Locations: October and January concerts are held at the Hall of Musical Instruments, American History Museum; May 5th concert location is TBA; and the May 6th concert is the Smithsonian Castle Commons.



Masterworks of Three Centuries

ViolinThe season opens with a Baroque concert in mid-October with Mitzi Meyerson, professor of harpsichord at the Berlin Universitat der Kunste (the very first university to offer the study of the harpsichord) in a sparkling selection of harpsichord solos. In November, Castle Trio members Lambert Orkis and Marilyn McDonald are joined by Dutch violinist Vera Beths and Canadian violist Douglas McNabney to celebrate the release of a new Friends of Music recording containing performances of Robert Schumann's exuberant Piano Quartet and Piano Quintet. A second Baroque concert follows to ring in the New Year, as Slowik presents Bach's compendious Goldberg Variations, BWV 988. Axelrod Quartet primarius Marc Destrubé and Italian viola da gamba player Paolo Pandolfo join Slowik in early February for Rameau's Pieces de clavecin en concerts; and Ian Swensen returns, with cellist Loretta O'Sullivan, for a program of Classical-era sonatas and trios in early March. The distinguished American baritone William Sharp traverses two of Schumann's great lyrical song cycles later that month. The season concludes in April with the versatile Mark Fewer leading a program that includes 17th-century solo sonatas and two sonically distinctive late-19th-century chamber masterpieces, Dvorak's Bagatelles (in their original scoring with harmonium), and Arensky's Second String Quartet (in its original version with one violin, one viola, and two celli).

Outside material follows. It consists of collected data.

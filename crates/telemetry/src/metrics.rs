use lazy_static::lazy_static;
use prometheus::{
    Histogram, HistogramOpts, IntCounter, IntCounterVec, IntGauge, Opts, Registry,
};

lazy_static! {
    pub static ref REGISTRY: Registry = Registry::new();

    // ==== Tick pipeline ====
    pub static ref ENGINE_TICKS: IntCounterVec = {
        let metric = IntCounterVec::new(
            Opts::new(
                "analytics_engine_ticks_total",
                "Total number of processed detection ticks",
            ),
            &["status"],
        )
        .expect("metric can be created");
        REGISTRY.register(Box::new(metric.clone())).ok();
        metric
    };

    pub static ref ENGINE_TICK_DURATION: Histogram = {
        let metric = Histogram::with_opts(HistogramOpts::new(
            "analytics_engine_tick_duration_seconds",
            "Duration of one aggregation tick",
        ))
        .expect("metric can be created");
        REGISTRY.register(Box::new(metric.clone())).ok();
        metric
    };

    pub static ref INGEST_FRAMES_DROPPED: IntCounter = {
        let metric = IntCounter::new(
            "analytics_engine_ingest_frames_dropped_total",
            "Frames evicted from the ingest queue in favor of newer ones",
        )
        .expect("metric can be created");
        REGISTRY.register(Box::new(metric.clone())).ok();
        metric
    };

    pub static ref DETECTION_POINTS_DISCARDED: IntCounter = {
        let metric = IntCounter::new(
            "analytics_engine_malformed_points_total",
            "Detection points discarded for being outside normalized range",
        )
        .expect("metric can be created");
        REGISTRY.register(Box::new(metric.clone())).ok();
        metric
    };

    // ==== Calibration ====
    pub static ref CALIBRATION_UPDATES: IntCounterVec = {
        let metric = IntCounterVec::new(
            Opts::new(
                "analytics_engine_calibration_updates_total",
                "Calibration submissions by outcome",
            ),
            &["status"],
        )
        .expect("metric can be created");
        REGISTRY.register(Box::new(metric.clone())).ok();
        metric
    };

    // ==== Alerts ====
    pub static ref ALERTS_FIRED: IntCounterVec = {
        let metric = IntCounterVec::new(
            Opts::new(
                "analytics_engine_alerts_fired_total",
                "Anomaly alerts raised, by level",
            ),
            &["level"],
        )
        .expect("metric can be created");
        REGISTRY.register(Box::new(metric.clone())).ok();
        metric
    };

    // ==== Live fan-out ====
    pub static ref LIVE_SUBSCRIBERS: IntGauge = {
        let metric = IntGauge::new(
            "analytics_engine_live_subscribers",
            "Currently connected live snapshot subscribers",
        )
        .expect("metric can be created");
        REGISTRY.register(Box::new(metric.clone())).ok();
        metric
    };

    pub static ref LIVE_EVENTS_DROPPED: IntCounter = {
        let metric = IntCounter::new(
            "analytics_engine_live_events_dropped_total",
            "Snapshot events dropped because a subscriber buffer was full",
        )
        .expect("metric can be created");
        REGISTRY.register(Box::new(metric.clone())).ok();
        metric
    };
}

The Smithsonian Chamber Players include: Mitzi Meyerson, harpsichord; Vera Beths, Marc Destrubé, Mark Fewer, Ian Swensen, Anca Nicolau, and Marilyn McDonald, violins; Douglas McNabeny and Anca Nicolau, viola; Myron Lutzke and Loretta O'Sullivan, violoncello; Paolo Pandolfo, viola da gamba; Kenneth Slowik, violoncello, fortepiano, and harpsichord; Lambert Orkis, fortepiano; William Sharp, baritone.

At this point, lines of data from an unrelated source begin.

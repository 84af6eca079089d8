use crate::detection::NormPoint;
use chrono::{DateTime, Utc};
use serde::{Deserialize, Serialize};

/// Calibration submission: four camera-space points and the four floor-plan
/// points they correspond to, in matching order.
#[derive(Debug, Clone, Serialize, Deserialize)]
pub struct CalibrationRequest {
    pub camera_points: Vec<NormPoint>,
    pub map_points: Vec<NormPoint>,
}

/// The active projective transform, as stored by the engine.
#[derive(Debug, Clone, PartialEq, Serialize, Deserialize)]
pub struct CalibrationResponse {
    /// Row-major 3x3 homography with the bottom-right element fixed at 1.
    pub matrix: [[f64; 3]; 3],
    pub version: u64,
    pub created_at: DateTime<Utc>,
}

#[cfg(test)]
mod tests {
    use super::*;

    #[test]
    fn test_request_deserializes_from_wire_shape() {
        let json = r#"{
            "camera_points": [
                {"x": 0.1, "y": 0.1}, {"x": 0.9, "y": 0.1},
                {"x": 0.9, "y": 0.9}, {"x": 0.1, "y": 0.9}
            ],
            "map_points": [
                {"x": 0.0, "y": 0.0}, {"x": 1.0, "y": 0.0},
                {"x": 1.0, "y": 1.0}, {"x": 0.0, "y": 1.0}
            ]
        }"#;
        let request: CalibrationRequest = serde_json::from_str(json).unwrap();
        assert_eq!(request.camera_points.len(), 4);
        assert_eq!(request.map_points.len(), 4);
    }
}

Masterworks Concert Series
Dates & Times
: Sun., Oct. 16, 2011; Sun., Nov. 20, 2011; Sun., Jan. 8, 2012; Sun., March 4, 2012; Sun., March 18, 2012; and Sun., April 22, 2012, at 7:30 p.m.; pre-concert talks at 6:30 p.m.

Location: Hall of Musical Instruments, American History Museum for October, November, January, and March concerts. Grand Salon of the Renwick Gallery for the April concert.

 

 



ALL-DAY SEMINAR
Bach's St. Matthew Passion

In this seminar, Kenneth Slowik examines what may consider to be Bach's greatest masterpiece, as the Friends of Music record label prepares to release a new recording of the work by the Smithsonian Chamber Players, under Slowik's direction.

The seminar includes the background of German Passion settings before Bach; Bach and the chorale tradition; Bach as interpreter of the Gospel of Matthew; the history of Bach's own performances of the work; and its revival in 1829 by Mendelssohn. Slowik takes a close look at the structure and music of the St. Matthew Passion, amply illustrated with examples from Slowik's new recording.